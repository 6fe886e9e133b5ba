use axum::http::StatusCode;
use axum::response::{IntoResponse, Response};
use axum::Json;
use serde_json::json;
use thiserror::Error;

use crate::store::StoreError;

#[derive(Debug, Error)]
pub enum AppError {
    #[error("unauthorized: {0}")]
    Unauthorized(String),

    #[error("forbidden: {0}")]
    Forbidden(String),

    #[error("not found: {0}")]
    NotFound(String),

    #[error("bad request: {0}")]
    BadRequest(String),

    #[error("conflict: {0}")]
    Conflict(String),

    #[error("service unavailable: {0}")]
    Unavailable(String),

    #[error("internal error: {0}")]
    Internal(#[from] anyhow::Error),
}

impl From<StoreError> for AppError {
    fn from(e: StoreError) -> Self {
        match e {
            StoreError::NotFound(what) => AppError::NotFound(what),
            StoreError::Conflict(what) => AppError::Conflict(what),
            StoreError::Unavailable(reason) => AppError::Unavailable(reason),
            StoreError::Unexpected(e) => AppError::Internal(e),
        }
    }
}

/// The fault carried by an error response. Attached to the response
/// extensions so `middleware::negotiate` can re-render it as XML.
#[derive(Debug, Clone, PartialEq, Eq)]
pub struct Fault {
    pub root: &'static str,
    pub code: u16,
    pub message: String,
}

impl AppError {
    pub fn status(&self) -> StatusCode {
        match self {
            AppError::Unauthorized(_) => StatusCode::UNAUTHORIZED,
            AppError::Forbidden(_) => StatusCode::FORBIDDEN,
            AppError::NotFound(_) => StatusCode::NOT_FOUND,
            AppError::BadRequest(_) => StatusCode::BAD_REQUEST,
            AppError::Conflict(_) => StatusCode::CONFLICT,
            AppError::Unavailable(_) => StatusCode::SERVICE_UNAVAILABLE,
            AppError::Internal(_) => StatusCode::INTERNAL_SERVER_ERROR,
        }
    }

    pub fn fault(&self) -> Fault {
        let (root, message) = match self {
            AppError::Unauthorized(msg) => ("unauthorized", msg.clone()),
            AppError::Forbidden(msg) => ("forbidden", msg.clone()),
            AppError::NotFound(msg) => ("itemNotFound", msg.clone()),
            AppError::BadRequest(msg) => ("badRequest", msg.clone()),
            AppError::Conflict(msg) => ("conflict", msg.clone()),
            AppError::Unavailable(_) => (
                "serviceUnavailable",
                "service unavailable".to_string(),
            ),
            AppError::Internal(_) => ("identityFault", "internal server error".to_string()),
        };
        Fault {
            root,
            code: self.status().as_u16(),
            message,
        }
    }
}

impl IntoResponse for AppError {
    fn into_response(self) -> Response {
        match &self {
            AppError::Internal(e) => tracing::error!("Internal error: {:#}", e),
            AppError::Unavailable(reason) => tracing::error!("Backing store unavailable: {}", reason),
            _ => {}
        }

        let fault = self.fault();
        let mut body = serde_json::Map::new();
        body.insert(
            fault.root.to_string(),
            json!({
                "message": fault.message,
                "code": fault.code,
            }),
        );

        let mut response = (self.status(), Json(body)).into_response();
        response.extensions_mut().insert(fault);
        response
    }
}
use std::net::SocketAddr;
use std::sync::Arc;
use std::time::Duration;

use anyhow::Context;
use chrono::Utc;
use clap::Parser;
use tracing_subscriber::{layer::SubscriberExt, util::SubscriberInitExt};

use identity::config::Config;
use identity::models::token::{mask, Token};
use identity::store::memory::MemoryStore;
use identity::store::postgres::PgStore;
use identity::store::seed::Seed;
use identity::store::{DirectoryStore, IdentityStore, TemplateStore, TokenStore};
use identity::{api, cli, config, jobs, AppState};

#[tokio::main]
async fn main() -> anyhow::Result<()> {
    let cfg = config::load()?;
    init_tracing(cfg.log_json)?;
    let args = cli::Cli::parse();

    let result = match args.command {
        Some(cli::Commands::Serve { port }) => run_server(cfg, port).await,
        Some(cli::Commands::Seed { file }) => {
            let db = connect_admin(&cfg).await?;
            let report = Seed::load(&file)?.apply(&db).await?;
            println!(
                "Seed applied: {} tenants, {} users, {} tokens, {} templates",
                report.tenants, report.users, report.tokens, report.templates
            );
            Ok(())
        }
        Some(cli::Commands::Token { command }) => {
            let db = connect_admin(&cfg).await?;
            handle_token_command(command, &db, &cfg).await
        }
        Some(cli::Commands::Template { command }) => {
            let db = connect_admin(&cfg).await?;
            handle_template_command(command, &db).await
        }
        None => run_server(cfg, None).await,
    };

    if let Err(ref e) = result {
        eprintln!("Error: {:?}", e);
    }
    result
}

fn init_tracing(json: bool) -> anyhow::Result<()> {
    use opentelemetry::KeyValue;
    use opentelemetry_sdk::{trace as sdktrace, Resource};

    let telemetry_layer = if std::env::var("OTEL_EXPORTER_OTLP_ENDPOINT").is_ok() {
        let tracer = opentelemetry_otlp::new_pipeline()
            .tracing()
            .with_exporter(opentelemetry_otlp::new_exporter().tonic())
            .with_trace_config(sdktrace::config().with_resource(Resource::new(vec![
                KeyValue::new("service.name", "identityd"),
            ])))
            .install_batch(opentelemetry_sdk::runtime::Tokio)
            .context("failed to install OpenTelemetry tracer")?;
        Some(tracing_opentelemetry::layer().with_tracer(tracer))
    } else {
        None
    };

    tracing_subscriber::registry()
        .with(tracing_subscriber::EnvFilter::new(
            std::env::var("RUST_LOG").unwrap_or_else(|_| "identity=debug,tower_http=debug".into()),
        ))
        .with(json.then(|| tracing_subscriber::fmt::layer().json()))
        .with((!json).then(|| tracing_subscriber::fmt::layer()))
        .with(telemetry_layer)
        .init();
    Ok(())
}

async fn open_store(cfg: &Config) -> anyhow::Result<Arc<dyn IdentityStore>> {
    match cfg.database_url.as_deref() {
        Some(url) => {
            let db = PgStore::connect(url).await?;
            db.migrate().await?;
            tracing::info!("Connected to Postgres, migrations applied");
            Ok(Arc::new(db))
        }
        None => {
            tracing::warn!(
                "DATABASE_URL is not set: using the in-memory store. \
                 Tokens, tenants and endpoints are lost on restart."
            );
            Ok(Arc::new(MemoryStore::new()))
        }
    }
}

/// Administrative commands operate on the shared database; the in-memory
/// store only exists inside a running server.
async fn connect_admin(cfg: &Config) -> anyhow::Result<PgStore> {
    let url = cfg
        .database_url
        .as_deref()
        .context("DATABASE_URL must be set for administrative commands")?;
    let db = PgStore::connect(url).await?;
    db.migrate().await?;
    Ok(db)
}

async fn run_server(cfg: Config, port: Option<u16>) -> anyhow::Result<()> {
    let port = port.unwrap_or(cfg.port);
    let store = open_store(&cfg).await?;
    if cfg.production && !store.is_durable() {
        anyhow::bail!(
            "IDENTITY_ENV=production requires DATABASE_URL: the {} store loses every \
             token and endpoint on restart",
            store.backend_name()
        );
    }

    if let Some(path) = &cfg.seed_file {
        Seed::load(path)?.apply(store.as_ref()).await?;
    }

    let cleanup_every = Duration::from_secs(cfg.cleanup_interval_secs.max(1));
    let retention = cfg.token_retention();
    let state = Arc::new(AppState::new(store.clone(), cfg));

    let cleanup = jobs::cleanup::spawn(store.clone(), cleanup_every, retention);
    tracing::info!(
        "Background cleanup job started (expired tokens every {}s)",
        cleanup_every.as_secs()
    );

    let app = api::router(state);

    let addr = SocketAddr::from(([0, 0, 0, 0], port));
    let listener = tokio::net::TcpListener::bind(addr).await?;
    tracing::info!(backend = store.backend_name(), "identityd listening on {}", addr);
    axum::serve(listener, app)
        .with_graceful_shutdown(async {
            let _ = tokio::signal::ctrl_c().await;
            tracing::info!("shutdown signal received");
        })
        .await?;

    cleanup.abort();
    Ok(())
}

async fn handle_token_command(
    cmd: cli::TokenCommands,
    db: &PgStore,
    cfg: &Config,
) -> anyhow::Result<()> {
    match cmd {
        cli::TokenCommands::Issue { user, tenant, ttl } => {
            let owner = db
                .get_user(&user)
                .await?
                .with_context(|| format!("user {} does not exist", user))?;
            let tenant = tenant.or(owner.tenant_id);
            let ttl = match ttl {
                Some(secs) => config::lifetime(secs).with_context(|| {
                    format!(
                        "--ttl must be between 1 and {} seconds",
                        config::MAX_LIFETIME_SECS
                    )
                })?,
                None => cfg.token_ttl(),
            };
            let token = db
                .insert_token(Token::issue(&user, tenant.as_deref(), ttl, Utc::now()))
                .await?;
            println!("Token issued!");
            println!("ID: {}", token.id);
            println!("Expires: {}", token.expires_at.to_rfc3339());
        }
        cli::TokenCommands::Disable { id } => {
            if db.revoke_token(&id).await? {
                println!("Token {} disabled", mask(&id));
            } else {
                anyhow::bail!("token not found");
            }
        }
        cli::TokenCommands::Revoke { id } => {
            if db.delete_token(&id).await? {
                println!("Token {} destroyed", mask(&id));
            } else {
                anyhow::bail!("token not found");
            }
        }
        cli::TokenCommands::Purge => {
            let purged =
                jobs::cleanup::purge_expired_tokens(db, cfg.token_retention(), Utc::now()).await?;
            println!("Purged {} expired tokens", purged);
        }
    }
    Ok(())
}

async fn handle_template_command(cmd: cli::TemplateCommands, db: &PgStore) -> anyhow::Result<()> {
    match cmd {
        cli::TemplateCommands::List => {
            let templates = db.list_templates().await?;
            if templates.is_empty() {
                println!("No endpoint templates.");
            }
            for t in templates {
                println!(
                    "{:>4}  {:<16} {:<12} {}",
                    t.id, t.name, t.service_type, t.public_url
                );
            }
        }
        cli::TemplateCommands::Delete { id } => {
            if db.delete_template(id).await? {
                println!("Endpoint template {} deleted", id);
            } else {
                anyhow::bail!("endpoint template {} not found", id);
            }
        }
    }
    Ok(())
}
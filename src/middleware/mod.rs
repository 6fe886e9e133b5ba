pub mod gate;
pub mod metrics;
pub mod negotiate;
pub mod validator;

---

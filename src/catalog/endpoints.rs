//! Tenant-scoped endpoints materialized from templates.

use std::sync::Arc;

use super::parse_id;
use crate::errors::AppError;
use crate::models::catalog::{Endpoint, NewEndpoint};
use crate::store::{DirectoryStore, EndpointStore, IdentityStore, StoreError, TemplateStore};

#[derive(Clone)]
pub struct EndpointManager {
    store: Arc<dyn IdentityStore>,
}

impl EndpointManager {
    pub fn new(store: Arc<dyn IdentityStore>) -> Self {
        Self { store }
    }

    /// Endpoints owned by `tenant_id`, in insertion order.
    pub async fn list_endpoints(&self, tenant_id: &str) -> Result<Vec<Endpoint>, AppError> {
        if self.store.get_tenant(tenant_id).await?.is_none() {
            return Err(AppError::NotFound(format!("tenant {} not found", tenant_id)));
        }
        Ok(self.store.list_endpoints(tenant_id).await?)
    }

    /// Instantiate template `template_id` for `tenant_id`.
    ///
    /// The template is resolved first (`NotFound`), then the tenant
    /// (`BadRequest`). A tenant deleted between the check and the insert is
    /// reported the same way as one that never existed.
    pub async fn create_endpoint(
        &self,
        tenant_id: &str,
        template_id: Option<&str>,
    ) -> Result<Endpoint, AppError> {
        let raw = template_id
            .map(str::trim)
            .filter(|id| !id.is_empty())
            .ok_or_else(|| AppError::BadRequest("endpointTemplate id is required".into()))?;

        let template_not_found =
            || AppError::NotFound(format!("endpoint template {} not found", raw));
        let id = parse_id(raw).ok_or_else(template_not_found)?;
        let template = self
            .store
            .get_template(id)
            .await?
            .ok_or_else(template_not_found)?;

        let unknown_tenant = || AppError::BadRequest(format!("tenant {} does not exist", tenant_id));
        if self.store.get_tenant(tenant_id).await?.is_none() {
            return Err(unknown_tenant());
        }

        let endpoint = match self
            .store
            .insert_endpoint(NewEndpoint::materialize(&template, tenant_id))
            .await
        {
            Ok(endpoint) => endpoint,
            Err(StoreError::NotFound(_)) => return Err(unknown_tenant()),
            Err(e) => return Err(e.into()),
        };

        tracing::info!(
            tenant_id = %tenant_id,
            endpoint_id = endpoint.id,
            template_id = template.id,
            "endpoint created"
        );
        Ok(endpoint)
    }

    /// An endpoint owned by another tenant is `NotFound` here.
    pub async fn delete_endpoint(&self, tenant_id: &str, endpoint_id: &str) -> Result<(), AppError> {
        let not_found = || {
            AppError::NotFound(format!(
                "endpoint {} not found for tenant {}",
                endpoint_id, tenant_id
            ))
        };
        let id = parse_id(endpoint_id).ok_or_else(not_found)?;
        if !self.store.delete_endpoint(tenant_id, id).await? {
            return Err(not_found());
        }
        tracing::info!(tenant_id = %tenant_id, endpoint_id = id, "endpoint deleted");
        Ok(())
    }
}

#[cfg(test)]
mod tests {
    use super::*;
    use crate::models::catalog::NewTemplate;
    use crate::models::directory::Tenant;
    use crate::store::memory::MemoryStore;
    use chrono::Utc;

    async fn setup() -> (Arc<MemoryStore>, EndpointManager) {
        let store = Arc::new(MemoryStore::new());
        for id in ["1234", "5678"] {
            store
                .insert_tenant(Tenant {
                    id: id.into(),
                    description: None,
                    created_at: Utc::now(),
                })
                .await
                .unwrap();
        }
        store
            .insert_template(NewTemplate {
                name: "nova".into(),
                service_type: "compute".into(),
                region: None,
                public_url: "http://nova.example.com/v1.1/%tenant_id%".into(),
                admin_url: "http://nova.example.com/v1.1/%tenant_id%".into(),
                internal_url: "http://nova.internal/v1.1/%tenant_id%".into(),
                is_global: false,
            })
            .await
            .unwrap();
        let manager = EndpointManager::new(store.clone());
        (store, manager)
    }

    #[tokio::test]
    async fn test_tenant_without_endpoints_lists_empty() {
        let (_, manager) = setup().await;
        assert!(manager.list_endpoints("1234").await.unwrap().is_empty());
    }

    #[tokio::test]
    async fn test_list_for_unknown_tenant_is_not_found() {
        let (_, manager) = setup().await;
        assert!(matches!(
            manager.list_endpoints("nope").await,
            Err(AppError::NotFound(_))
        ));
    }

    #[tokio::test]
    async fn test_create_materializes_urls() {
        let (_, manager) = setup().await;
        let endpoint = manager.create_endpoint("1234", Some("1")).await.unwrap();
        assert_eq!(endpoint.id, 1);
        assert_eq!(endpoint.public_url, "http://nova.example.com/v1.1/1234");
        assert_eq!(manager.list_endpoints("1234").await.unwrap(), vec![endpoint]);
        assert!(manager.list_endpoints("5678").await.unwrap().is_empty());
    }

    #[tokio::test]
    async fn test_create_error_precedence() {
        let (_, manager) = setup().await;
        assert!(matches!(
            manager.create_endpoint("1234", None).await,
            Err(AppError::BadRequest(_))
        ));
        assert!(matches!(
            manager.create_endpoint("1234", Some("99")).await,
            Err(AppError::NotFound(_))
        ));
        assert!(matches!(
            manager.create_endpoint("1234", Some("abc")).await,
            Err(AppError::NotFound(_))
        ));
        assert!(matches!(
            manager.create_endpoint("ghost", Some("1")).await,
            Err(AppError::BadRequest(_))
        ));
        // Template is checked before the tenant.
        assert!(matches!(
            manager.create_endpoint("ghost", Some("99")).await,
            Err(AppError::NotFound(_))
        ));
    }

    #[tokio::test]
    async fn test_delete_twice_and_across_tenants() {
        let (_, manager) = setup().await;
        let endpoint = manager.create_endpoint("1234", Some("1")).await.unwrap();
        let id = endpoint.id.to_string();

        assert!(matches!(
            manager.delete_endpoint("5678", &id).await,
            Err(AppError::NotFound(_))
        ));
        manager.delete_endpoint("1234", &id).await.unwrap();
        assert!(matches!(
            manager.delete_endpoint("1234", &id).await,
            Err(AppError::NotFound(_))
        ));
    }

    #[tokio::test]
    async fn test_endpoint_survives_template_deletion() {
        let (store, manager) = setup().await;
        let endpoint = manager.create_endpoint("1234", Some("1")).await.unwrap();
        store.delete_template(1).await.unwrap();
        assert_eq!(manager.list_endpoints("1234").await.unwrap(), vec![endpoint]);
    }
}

_EXERCISE OBJECTIVE:_ Provide solely the number of lines in the data that include the word "bail".

_EXERCISE SOLUTION:_ 4